Her efforts in softening extremist barriers have earned her several awards, including the Sustainability, Environmental Achievement, and Leadership Award, known as the SEAL Award.
Baroudi is also a newly entitled member of the Order of The British Empire for her peace-building and civic rights’ services through her NGO March Lebanon.
Baroudi strives to dissolve the barriers between different sects in Lebanon and her main goal is to help marginalized youth build a better future.
What makes her techniques different from any other peace-seeking activist is the way she tackles the marginalization of these communities.
She makes conflict-resolution possible through arts, theater, construction work, and civic engagement with her team.
Most of Baroudi’s work is done under the NGO March Lebanon, which she founded in 2011.
The NGO’s first initiatives were to focus on “freedom of expression and anti-censorship” in the country.

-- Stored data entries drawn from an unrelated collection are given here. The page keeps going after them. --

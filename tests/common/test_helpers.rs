//! XML fixture builders shared by the integration tests

#![allow(dead_code)]

use std::sync::{Arc, Mutex};

use sitemap_audit::{AnalysisProgress, ProgressCallback};

pub const BASE_URL: &str = "https://example.com";

/// A `<sitemapindex>` listing the given sitemap locations
pub fn sitemap_index(locations: &[&str]) -> String {
    let mut xml = String::from(
        "<?xml version=\"1.0\" encoding=\"UTF-8\"?>\n\
         <sitemapindex xmlns=\"http://www.sitemaps.org/schemas/sitemap/0.9\">\n",
    );
    for location in locations {
        xml.push_str(&format!(
            "  <sitemap>\n    <loc>{}</loc>\n    <lastmod>2024-01-01</lastmod>\n  </sitemap>\n",
            location
        ));
    }
    xml.push_str("</sitemapindex>\n");
    xml
}

/// A `<urlset>` listing the given page URLs
pub fn urlset(urls: &[&str]) -> String {
    let mut xml = String::from(
        "<?xml version=\"1.0\" encoding=\"UTF-8\"?>\n\
         <urlset xmlns=\"http://www.sitemaps.org/schemas/sitemap/0.9\">\n",
    );
    for url in urls {
        xml.push_str(&format!(
            "  <url>\n    <loc>{}</loc>\n    <changefreq>daily</changefreq>\n  </url>\n",
            url
        ));
    }
    xml.push_str("</urlset>\n");
    xml
}

/// A document whose root is neither an index nor a urlset
pub fn rss_feed() -> String {
    "<?xml version=\"1.0\"?><rss version=\"2.0\"><channel><title>Feed</title></channel></rss>"
        .to_string()
}

/// Absolute URL on the fixture host
pub fn page(path: &str) -> String {
    format!("{}{}", BASE_URL, path)
}

/// Progress callback that records every event it receives
pub fn recording_callback() -> (ProgressCallback, Arc<Mutex<Vec<AnalysisProgress>>>) {
    let events = Arc::new(Mutex::new(Vec::new()));
    let sink = Arc::clone(&events);
    let callback: ProgressCallback = Arc::new(move |progress: AnalysisProgress| {
        sink.lock().unwrap().push(progress);
    });
    (callback, events)
}
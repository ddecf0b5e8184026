//! Sitemap XML parsing
//!
//! Two entry points operate on raw document bytes:
//! - [`resolve_locations`] lists every `<loc>` of a sitemap index (or of a
//!   plain `urlset`), which is how child sitemaps are discovered.
//! - [`aggregate_sitemap`] extracts the `<url><loc>` entries of a single
//!   sitemap and buckets them by top-level directory.
//!
//! Only elements in the sitemaps.org namespace are considered. Both functions
//! read the whole document, so malformed XML is reported even when nothing of
//! interest was found.

use quick_xml::events::Event;
use quick_xml::name::{Namespace, ResolveResult};
use quick_xml::reader::NsReader;
use serde::Serialize;

use crate::error::{Result, SitemapError};
use crate::report::SitemapReport;

/// The sitemaps.org protocol namespace
pub const SITEMAP_NAMESPACE: &str = "http://www.sitemaps.org/schemas/sitemap/0.9";

/// Kind of document, decided by the local name of the root element
#[derive(Debug, Clone, PartialEq, Eq, Serialize)]
pub enum DocumentKind {
    /// `<sitemapindex>`
    SitemapIndex,
    /// `<urlset>`
    UrlSet,
    /// Any other root element, holding its local name
    Unknown(String),
}

impl DocumentKind {
    fn from_root(local_name: &str) -> Self {
        match local_name {
            "sitemapindex" => DocumentKind::SitemapIndex,
            "urlset" => DocumentKind::UrlSet,
            other => DocumentKind::Unknown(other.to_string()),
        }
    }

    pub fn is_known(&self) -> bool {
        !matches!(self, DocumentKind::Unknown(_))
    }
}

/// Outcome of resolving the locations listed in a document
#[derive(Debug, Clone, PartialEq, Eq, Serialize)]
pub struct LocationResolution {
    pub kind: DocumentKind,
    /// `<loc>` texts in document order; empty for unknown documents
    pub locations: Vec<String>,
}

/// Extract the `<loc>` texts of a sitemap index or urlset.
///
/// An unrecognized root element is not an error: the resolution reports
/// [`DocumentKind::Unknown`] with no locations.
pub fn resolve_locations(xml: &[u8]) -> Result<LocationResolution> {
    let scanned = scan(xml, ScanMode::Locations)?;
    let kind = DocumentKind::from_root(&scanned.root);

    let locations = if kind.is_known() {
        scanned.locations
    } else {
        tracing::warn!(root = %scanned.root, "Unknown sitemap format");
        Vec::new()
    };

    Ok(LocationResolution { kind, locations })
}

/// A single sitemap's report along with the kind of its root element
#[derive(Debug, Clone, PartialEq, Eq, Serialize)]
pub struct SitemapDocument {
    pub kind: DocumentKind,
    pub report: SitemapReport,
}

/// Extract and classify every `<url><loc>` of a single sitemap.
///
/// `<url>` elements without a `<loc>` child are skipped. A root other than
/// `<urlset>` is logged and reported through [`SitemapDocument::kind`].
pub fn aggregate_document(xml: &[u8]) -> Result<SitemapDocument> {
    let scanned = scan(xml, ScanMode::UrlEntries)?;
    let kind = DocumentKind::from_root(&scanned.root);
    if kind != DocumentKind::UrlSet {
        tracing::warn!(root = %scanned.root, "Document is not a urlset");
    }

    Ok(SitemapDocument {
        kind,
        report: scanned.locations.into_iter().collect(),
    })
}

/// Like [`aggregate_document`], keeping only the report
pub fn aggregate_sitemap(xml: &[u8]) -> Result<SitemapReport> {
    Ok(aggregate_document(xml)?.report)
}

#[derive(Debug, Clone, Copy, PartialEq, Eq)]
enum ScanMode {
    /// Any `<loc>` below the root
    Locations,
    /// The first `<loc>` child of each `<url>` child of the root
    UrlEntries,
}

#[derive(Debug)]
struct ScannedDocument {
    root: String,
    locations: Vec<String>,
}

#[derive(Debug)]
struct OpenElement {
    local_name: String,
    in_sitemap_ns: bool,
}

/// State of the `<url>` element currently open, in [`ScanMode::UrlEntries`]
#[derive(Debug, Default)]
struct UrlState {
    loc: Option<String>,
}

fn parse_error(details: impl Into<String>) -> SitemapError {
    SitemapError::Parse {
        url: String::new(),
        details: details.into(),
    }
}

fn is_sitemap_namespace(ns: &ResolveResult<'_>) -> bool {
    matches!(ns, ResolveResult::Bound(Namespace(n)) if *n == SITEMAP_NAMESPACE.as_bytes())
}

fn scan(xml: &[u8], mode: ScanMode) -> Result<ScannedDocument> {
    let mut reader = NsReader::from_reader(xml);
    reader.config_mut().trim_text(true);

    let mut buf = Vec::new();
    let mut stack: Vec<OpenElement> = Vec::new();
    let mut root: Option<String> = None;
    let mut locations = Vec::new();

    let mut capture: Option<String> = None;
    let mut capture_depth = 0;
    let mut current_url: Option<UrlState> = None;

    loop {
        let (in_sitemap_ns, event) = match reader.read_resolved_event_into(&mut buf) {
            Ok((ns, event)) => (is_sitemap_namespace(&ns), event),
            Err(e) => {
                return Err(parse_error(format!(
                    "{} at position {}",
                    e,
                    reader.error_position()
                )));
            }
        };

        match event {
            Event::Start(ref e) | Event::Empty(ref e) => {
                let is_empty = matches!(event, Event::Empty(_));
                let local_name = String::from_utf8_lossy(e.local_name().as_ref()).into_owned();

                if stack.is_empty() {
                    if root.is_some() {
                        return Err(parse_error("multiple root elements"));
                    }
                    root = Some(local_name.clone());
                }

                let depth = stack.len() + 1;
                let is_loc = in_sitemap_ns && local_name == "loc";
                let is_url = in_sitemap_ns && local_name == "url";

                match mode {
                    ScanMode::Locations => {
                        if is_loc && depth > 1 && capture.is_none() && !is_empty {
                            capture = Some(String::new());
                            capture_depth = depth;
                        }
                    }
                    ScanMode::UrlEntries => {
                        if is_url && depth == 2 && !is_empty {
                            current_url = Some(UrlState::default());
                        } else if is_loc && depth == 3 && !is_empty {
                            if let Some(url) = &current_url
                                && url.loc.is_none()
                                && capture.is_none()
                            {
                                capture = Some(String::new());
                                capture_depth = depth;
                            }
                        }
                    }
                }

                if !is_empty {
                    stack.push(OpenElement {
                        local_name,
                        in_sitemap_ns,
                    });
                }
            }
            Event::End(_) => {
                let depth = stack.len();
                let Some(closed) = stack.pop() else {
                    return Err(parse_error("closing tag without matching opening tag"));
                };

                if depth == capture_depth
                    && let Some(text) = capture.take()
                {
                    let text = text.trim().to_string();
                    match mode {
                        ScanMode::Locations => {
                            if !text.is_empty() {
                                locations.push(text);
                            }
                        }
                        ScanMode::UrlEntries => {
                            if let Some(url) = current_url.as_mut()
                                && !text.is_empty()
                            {
                                url.loc = Some(text);
                            }
                        }
                    }
                    capture_depth = 0;
                }

                if mode == ScanMode::UrlEntries
                    && depth == 2
                    && closed.in_sitemap_ns
                    && closed.local_name == "url"
                    && let Some(url) = current_url.take()
                    && let Some(loc) = url.loc
                {
                    locations.push(loc);
                }
            }
            Event::Text(ref e) => {
                let text = e
                    .unescape()
                    .map_err(|err| parse_error(err.to_string()))?;
                if stack.is_empty() {
                    if !text.trim().is_empty() {
                        return Err(parse_error("text outside of the root element"));
                    }
                } else if stack.len() == capture_depth
                    && let Some(buffer) = capture.as_mut()
                {
                    buffer.push_str(&text);
                }
            }
            Event::CData(ref e) => {
                if stack.len() == capture_depth
                    && let Some(buffer) = capture.as_mut()
                {
                    buffer.push_str(&String::from_utf8_lossy(e));
                }
            }
            Event::Eof => break,
            _ => {}
        }
        buf.clear();
    }

    if let Some(open) = stack.last() {
        return Err(parse_error(format!(
            "unexpected end of document, <{}> is not closed",
            open.local_name
        )));
    }

    let Some(root) = root else {
        return Err(parse_error("no root element found"));
    };

    Ok(ScannedDocument { root, locations })
}
//! Top-level directory classification
//!
//! Every URL found in a sitemap is assigned exactly one label derived from
//! its path: `Homepage` for the site root, `Others` for single-segment pages,
//! and otherwise the first path segment.

use std::collections::HashMap;

use serde::ser::{Serialize, SerializeMap, Serializer};
use url::Url;

/// Label for URLs whose path is empty or `/`
pub const HOMEPAGE_LABEL: &str = "Homepage";

/// Label for URLs with exactly one path segment, e.g. `/about`
pub const OTHERS_LABEL: &str = "Others";

/// Derive the top-level directory label for a URL.
pub fn classify_url(url: &str) -> String {
    classify_path(&extract_path(url))
}

/// Derive the top-level directory label for a URL path.
pub fn classify_path(path: &str) -> String {
    if path.is_empty() || path == "/" {
        return HOMEPAGE_LABEL.to_string();
    }

    let parts: Vec<&str> = path.split('/').collect();
    match parts.as_slice() {
        [_, first, _, ..] => (*first).to_string(),
        // `/page`, or a bare relative segment such as `page.html`
        _ => OTHERS_LABEL.to_string(),
    }
}

/// Path component of a URL, without query or fragment.
///
/// Absolute URLs go through the `url` parser. Anything it rejects is split
/// generically so relative or odd entries still land in a bucket.
pub fn extract_path(raw: &str) -> String {
    let raw = raw.trim();
    match Url::parse(raw) {
        Ok(parsed) if !parsed.cannot_be_a_base() => parsed.path().to_string(),
        _ => fallback_path(raw).to_string(),
    }
}

fn fallback_path(raw: &str) -> &str {
    let mut rest = raw;

    if let Some(colon) = rest.find(':') {
        let scheme = &rest[..colon];
        let is_scheme = !scheme.is_empty()
            && scheme.starts_with(|c: char| c.is_ascii_alphabetic())
            && scheme
                .chars()
                .all(|c| c.is_ascii_alphanumeric() || matches!(c, '+' | '-' | '.'));
        if is_scheme {
            rest = &rest[colon + 1..];
        }
    }

    if let Some(after_slashes) = rest.strip_prefix("//") {
        let authority_end = after_slashes
            .find(['/', '?', '#'])
            .unwrap_or(after_slashes.len());
        rest = &after_slashes[authority_end..];
    }

    let path_end = rest.find(['?', '#']).unwrap_or(rest.len());
    &rest[..path_end]
}

/// Count of URLs per top-level directory label.
///
/// Labels keep the order in which they were first observed. Looking up a
/// label that was never recorded yields zero.
#[derive(Debug, Clone, Default, PartialEq, Eq)]
pub struct DirectoryCounts {
    order: Vec<String>,
    counts: HashMap<String, usize>,
}

impl DirectoryCounts {
    pub fn new() -> Self {
        Self::default()
    }

    /// Record one URL under `label`
    pub fn increment(&mut self, label: &str) {
        self.add(label, 1);
    }

    /// Add `amount` URLs under `label`
    pub fn add(&mut self, label: &str, amount: usize) {
        match self.counts.get_mut(label) {
            Some(count) => *count += amount,
            None => {
                self.order.push(label.to_string());
                self.counts.insert(label.to_string(), amount);
            }
        }
    }

    /// Count for `label`, zero when absent
    pub fn get(&self, label: &str) -> usize {
        self.counts.get(label).copied().unwrap_or(0)
    }

    pub fn contains(&self, label: &str) -> bool {
        self.counts.contains_key(label)
    }

    /// Labels in first-observed order
    pub fn labels(&self) -> impl Iterator<Item = &str> {
        self.order.iter().map(String::as_str)
    }

    /// `(label, count)` pairs in first-observed order
    pub fn iter(&self) -> impl Iterator<Item = (&str, usize)> {
        self.order
            .iter()
            .map(|label| (label.as_str(), self.get(label)))
    }

    /// Sum of all counts
    pub fn total(&self) -> usize {
        self.counts.values().sum()
    }

    pub fn len(&self) -> usize {
        self.order.len()
    }

    pub fn is_empty(&self) -> bool {
        self.order.is_empty()
    }

    /// `(label, count)` pairs sorted by descending count; ties keep first-observed order.
    pub fn sorted_by_count(&self) -> Vec<(&str, usize)> {
        let mut rows: Vec<(&str, usize)> = self.iter().collect();
        rows.sort_by(|a, b| b.1.cmp(&a.1));
        rows
    }
}

impl Serialize for DirectoryCounts {
    fn serialize<S: Serializer>(&self, serializer: S) -> Result<S::Ok, S::Error> {
        let mut map = serializer.serialize_map(Some(self.order.len()))?;
        for (label, count) in self.iter() {
            map.serialize_entry(label, &count)?;
        }
        map.end()
    }
}

impl<'a> FromIterator<&'a str> for DirectoryCounts {
    fn from_iter<I: IntoIterator<Item = &'a str>>(iter: I) -> Self {
        let mut counts = DirectoryCounts::new();
        for label in iter {
            counts.increment(label);
        }
        counts
    }
}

It then thrived so exponentially that members of March Lebanon had a hand in all types of activities, from theater plays that focus on the importance of uniting diverse mentalities, to aiding and re-constructing the broken rubble that resulted from the Beirut Blast.
An example of March Lebanon’s work in eradicating sectarian conflict was about two Lebanese militia groups that had been fighting in Tripoli and their reconciliation. Baroudi got the youth to re-enact their own story.
“After working with them on a comedy play inspired by their own lives, I realized that the root cause of extremism, violence, and sectarian conflict in Lebanon is not really ideologically based,” she said in an interview with Forbes.
“It’s really extreme negligence, poverty, marginalization, and the lack of hope for a better future that makes young people extremely vulnerable and easily manipulate,” she explained.
Baroudi and her NGO continue to thrive through rehabilitation activities, opening cultural cafe’s around Beirut, facing off COVID-19 in their own creative ways, painting peace messages and artworks on the streets of Lebanon, and aiding an initiative for the community to donate to the community!